TASK INSTRUCTIONS - Within the records below, filter for lines carrying the word "used" and copy them.

== ENTRIES PROVIDED

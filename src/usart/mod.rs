//! USART - Universal Synchronous Asynchronous Receiver Transmitter
//!
//! DMA driven streaming. [`RxPipe`] keeps the receiver feeding a [`Pipe`](crate::pipe::Pipe) with
//! descriptors queued ahead of the controller, [`TxPipe`] drains a pipe into the transmitter one
//! contiguous span at a time.

mod rx_pipe;
mod tx_pipe;

pub use rx_pipe::RxPipe;
pub use tx_pipe::TxPipe;

/// LDMA request signals of a USART.
#[derive(Copy, Clone, PartialEq, Eq, Debug)]
#[cfg_attr(feature = "defmt", derive(defmt::Format))]
pub enum UsartSignal {
    /// Receive data available.
    RxDataValid,
    /// Transmit buffer has room.
    TxFree,
    /// Transmitter completely idle.
    TxEmpty,
}

/// Hardware access used by the pipes.
pub trait Usart {
    fn rx_enable(&self);
    fn rx_disable(&self);
    fn tx_enable(&self);
    fn tx_disable(&self);

    /// Address of `RXDATA`, the source of receive transfers.
    fn rx_data_addr(&self) -> usize;
    /// Address of `TXDATA`, the destination of transmit transfers.
    fn tx_data_addr(&self) -> usize;

    /// `REQSEL` value routing `signal` of this instance to a DMA channel.
    fn dma_request(&self, signal: UsartSignal) -> u32;

    /// Receive data valid interrupt, used to notice DMA progress.
    fn set_rx_interrupt(&self, enabled: bool);
}

impl<T: Usart + ?Sized> Usart for &T {
    fn rx_enable(&self) {
        T::rx_enable(self)
    }
    fn rx_disable(&self) {
        T::rx_disable(self)
    }
    fn tx_enable(&self) {
        T::tx_enable(self)
    }
    fn tx_disable(&self) {
        T::tx_disable(self)
    }
    fn rx_data_addr(&self) -> usize {
        T::rx_data_addr(self)
    }
    fn tx_data_addr(&self) -> usize {
        T::tx_data_addr(self)
    }
    fn dma_request(&self, signal: UsartSignal) -> u32 {
        T::dma_request(self, signal)
    }
    fn set_rx_interrupt(&self, enabled: bool) {
        T::set_rx_interrupt(self, enabled)
    }
}

/// Receive pipe config
#[non_exhaustive]
#[derive(Clone, Copy, PartialEq, Eq, Debug)]
pub struct RxConfig {
    /// Largest segment handed to one descriptor.
    pub block_size: usize,
}

impl Default for RxConfig {
    fn default() -> Self {
        Self { block_size: 256 }
    }
}
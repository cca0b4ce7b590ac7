use std::sync::Mutex;

use efm32_hal::flash::{Config, Error, Msc, MscRegs};
use efm32_hal::sleep::run_pre_sleep;
use embassy_futures::join::join;
use embassy_futures::{block_on, yield_now};
use embassy_time::Duration;
use embedded_storage::nor_flash::{NorFlash, ReadNorFlash};

const PAGE: u32 = 1024;
const PAGES: u32 = 8;

/// Tests driving the pre-sleep hooks share one registry.
static IDLE: Mutex<()> = Mutex::new(());

#[derive(Default)]
struct Inner {
    mem: Vec<u32>,
    unlocked: bool,
    addr: u32,
    busy: bool,
    erase_wake: bool,
    /// The next programmed word is lost.
    drop_write: bool,
    /// Erase commands have no effect.
    stuck: bool,
    /// Erases only finish when left alone.
    slow: bool,
    writes: usize,
    erases: usize,
    aborts: usize,
}

struct Sim(Mutex<Inner>);

impl Sim {
    fn new() -> Self {
        Self(Mutex::new(Inner {
            mem: vec![!0; (PAGE * PAGES / 4) as usize],
            ..Default::default()
        }))
    }

    fn with<T>(&self, f: impl FnOnce(&mut Inner) -> T) -> T {
        f(&mut self.0.lock().unwrap())
    }

    /// Put data in flash behind the controller's back.
    fn preload(&self, address: u32, word: u32) {
        self.with(|s| s.mem[(address / 4) as usize] = word);
    }
}

impl MscRegs for Sim {
    const PAGE_SIZE: u32 = PAGE;

    fn unlock(&self) {
        self.with(|s| s.unlocked = true);
    }

    fn lock(&self) {
        self.with(|s| s.unlocked = false);
    }

    fn load_address(&self, address: u32) {
        self.with(|s| s.addr = address);
    }

    fn write_once(&self, word: u32) {
        self.with(|s| {
            assert!(s.unlocked, "write while locked");
            if std::mem::take(&mut s.drop_write) {
                return;
            }
            s.writes += 1;
            s.mem[(s.addr / 4) as usize] &= word;
        })
    }

    fn erase_page(&self) {
        self.with(|s| {
            assert!(s.unlocked, "erase while locked");
            assert_eq!(s.addr % PAGE, 0);
            s.erases += 1;
            if s.slow {
                s.busy = true;
            } else if !s.stuck {
                let start = (s.addr / 4) as usize;
                s.mem[start..start + (PAGE / 4) as usize].fill(!0);
            }
        })
    }

    fn erase_abort(&self) {
        self.with(|s| {
            s.aborts += 1;
            s.busy = false;
        })
    }

    fn is_busy(&self) -> bool {
        self.with(|s| s.busy)
    }

    fn set_erase_wake(&self, enabled: bool) {
        self.with(|s| s.erase_wake = enabled);
    }

    fn wait_for_interrupt(&self) {
        self.with(|s| assert!(s.erase_wake, "sleeping without the erase wake source"));
    }

    fn read_word(&self, address: u32) -> u32 {
        self.with(|s| s.mem[(address / 4) as usize])
    }
}

fn config() -> Config {
    let mut config = Config::default();
    config.boot_end = PAGE;
    config.flash_size = PAGE * PAGES;
    config
}

fn flash() -> Msc<Sim> {
    Msc::new(Sim::new(), config())
}

fn leaked() -> &'static Msc<Sim> {
    Box::leak(Box::new(flash()))
}

#[test]
fn unaligned_writes_keep_neighbours() {
    let msc = flash();
    assert!(msc.write(0x401, &[1, 2, 3, 4, 5, 6]));

    let mut buf = [0; 8];
    msc.read(0x400, &mut buf);
    assert_eq!(buf, [0xFF, 1, 2, 3, 4, 5, 6, 0xFF]);
    assert_eq!(msc.regs().with(|s| s.writes), 2);
    assert!(!msc.regs().with(|s| s.unlocked));
}

#[test]
fn lost_write_is_retried() {
    let msc = flash();
    msc.regs().with(|s| s.drop_write = true);
    assert!(msc.write_word(0x800, 0x1234_5678));
    assert_eq!(msc.regs().read_word(0x800), 0x1234_5678);
}

#[test]
fn write_fails_when_bits_cannot_be_set() {
    let msc = flash();
    msc.regs().preload(0x800, 0);
    assert!(!msc.write_word(0x800, 0xFFFF_0000));
    assert!(!msc.write_word(0x802, 0));
}

#[test]
fn bootloader_is_protected() {
    let msc = flash();
    msc.regs().preload(0x10, 0);
    msc.regs().preload(0x400, 0);

    assert!(!msc.write_word(0x10, 0));
    assert!(!msc.write(0x3FF, &[0]));
    assert!(msc.erase(0, 2 * PAGE));

    assert_eq!(msc.regs().read_word(0x10), 0);
    assert_eq!(msc.regs().read_word(0x400), !0);
    assert_eq!(msc.regs().with(|s| s.erases), 1);
}

#[test]
fn erase_skips_blank_pages() {
    let msc = flash();
    msc.regs().preload(0x800, 0);
    msc.regs().preload(0xC00, 0);

    assert!(msc.erase(0x400, 2 * PAGE));
    assert_eq!(msc.regs().with(|s| s.erases), 1);
    assert!(msc.is_erased(0x800));

    // the page holding the last byte is included
    assert!(msc.erase(0xBFF, 2));
    assert!(msc.is_erased(0xC00));
    assert_eq!(msc.regs().with(|s| s.erases), 2);
}

#[test]
fn stubborn_page_fails() {
    let msc = flash();
    msc.regs().preload(0x800, 0);
    msc.regs().with(|s| s.stuck = true);

    assert!(!msc.erase(0x800, PAGE));
    assert_eq!(msc.regs().with(|s| s.erases), 3);
}

#[test]
fn nor_flash_checks_ranges() {
    let mut msc = flash();
    let size = PAGE * PAGES;

    assert_eq!(NorFlash::write(&mut msc, 2, &[0; 4]), Err(Error::Unaligned));
    assert_eq!(NorFlash::write(&mut msc, 0x400, &[0; 3]), Err(Error::Unaligned));
    assert_eq!(NorFlash::write(&mut msc, size - 4, &[0; 8]), Err(Error::Size));
    assert_eq!(NorFlash::write(&mut msc, 0, &[0; 4]), Err(Error::Protected));
    assert_eq!(NorFlash::erase(&mut msc, 0, PAGE), Err(Error::Protected));
    assert_eq!(NorFlash::erase(&mut msc, PAGE, PAGE + 10), Err(Error::Unaligned));
    assert_eq!(NorFlash::erase(&mut msc, 2 * PAGE, PAGE), Err(Error::Size));
    assert_eq!(NorFlash::erase(&mut msc, PAGE, size + PAGE), Err(Error::Size));

    assert_eq!(NorFlash::write(&mut msc, 0x800, &[9, 8, 7, 6]), Ok(()));
    let mut buf = [0; 4];
    assert_eq!(ReadNorFlash::read(&mut msc, 0x800, &mut buf), Ok(()));
    assert_eq!(buf, [9, 8, 7, 6]);
    assert_eq!(ReadNorFlash::read(&mut msc, size - 2, &mut buf), Err(Error::Size));

    assert_eq!(NorFlash::erase(&mut msc, 2 * PAGE, 3 * PAGE), Ok(()));
    assert!(msc.is_erased(0x800));
    assert_eq!(msc.capacity(), size as usize);

    msc.regs().preload(0x800, 0);
    msc.regs().with(|s| s.stuck = true);
    assert_eq!(NorFlash::erase(&mut msc, 2 * PAGE, 3 * PAGE), Err(Error::Erase));
}

#[test]
fn idle_erase_waits_for_a_window() {
    let _serial = IDLE.lock().unwrap_or_else(|e| e.into_inner());
    let msc = leaked();
    msc.regs().preload(0x810, 0);

    let (erased, ()) = block_on(join(msc.erase_page(0x810), async {
        yield_now().await;
        assert!(!run_pre_sleep(Duration::from_micros(500)));
        assert!(!msc.is_erased(0x800));
        assert!(run_pre_sleep(Duration::from_millis(5)));
    }));

    assert!(erased);
    assert!(msc.is_erased(0x800));
    assert!(!msc.regs().with(|s| s.erase_wake));
}

#[test]
fn interrupted_idle_erase_is_retried() {
    let _serial = IDLE.lock().unwrap_or_else(|e| e.into_inner());
    let msc = leaked();
    msc.regs().preload(0xC00, 0);
    msc.regs().with(|s| s.slow = true);

    let (erased, ()) = block_on(join(msc.erase_page(0xC00), async {
        yield_now().await;
        assert!(!run_pre_sleep(Duration::from_millis(5)));
        assert_eq!(msc.regs().with(|s| s.aborts), 1);

        msc.regs().with(|s| s.slow = false);
        assert!(run_pre_sleep(Duration::from_millis(5)));
    }));

    assert!(erased);
    assert_eq!(msc.regs().with(|s| s.erases), 2);
}

#[test]
fn idle_erase_shortcuts() {
    let _serial = IDLE.lock().unwrap_or_else(|e| e.into_inner());
    let msc = leaked();
    msc.regs().preload(0x100, 0);

    assert!(block_on(msc.erase_page(0x800)));
    assert!(!block_on(msc.erase_page(0x100)));
    assert_eq!(msc.regs().with(|s| s.erases), 0);
}

#[test]
fn idle_erase_gives_up() {
    let _serial = IDLE.lock().unwrap_or_else(|e| e.into_inner());
    let msc = leaked();
    msc.regs().preload(0x1000, 0);
    msc.regs().with(|s| s.stuck = true);

    let (erased, ()) = block_on(join(msc.erase_page(0x1000), async {
        yield_now().await;
        assert!(!run_pre_sleep(Duration::from_millis(5)));
    }));
    assert!(!erased);

    // the hook is gone with the request
    let erases = msc.regs().with(|s| s.erases);
    run_pre_sleep(Duration::from_millis(5));
    assert_eq!(msc.regs().with(|s| s.erases), erases);
}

====

RESPONSE AREA -
/// Hardware access used by the pipes.
    /// Receive data valid interrupt, used to notice DMA progress.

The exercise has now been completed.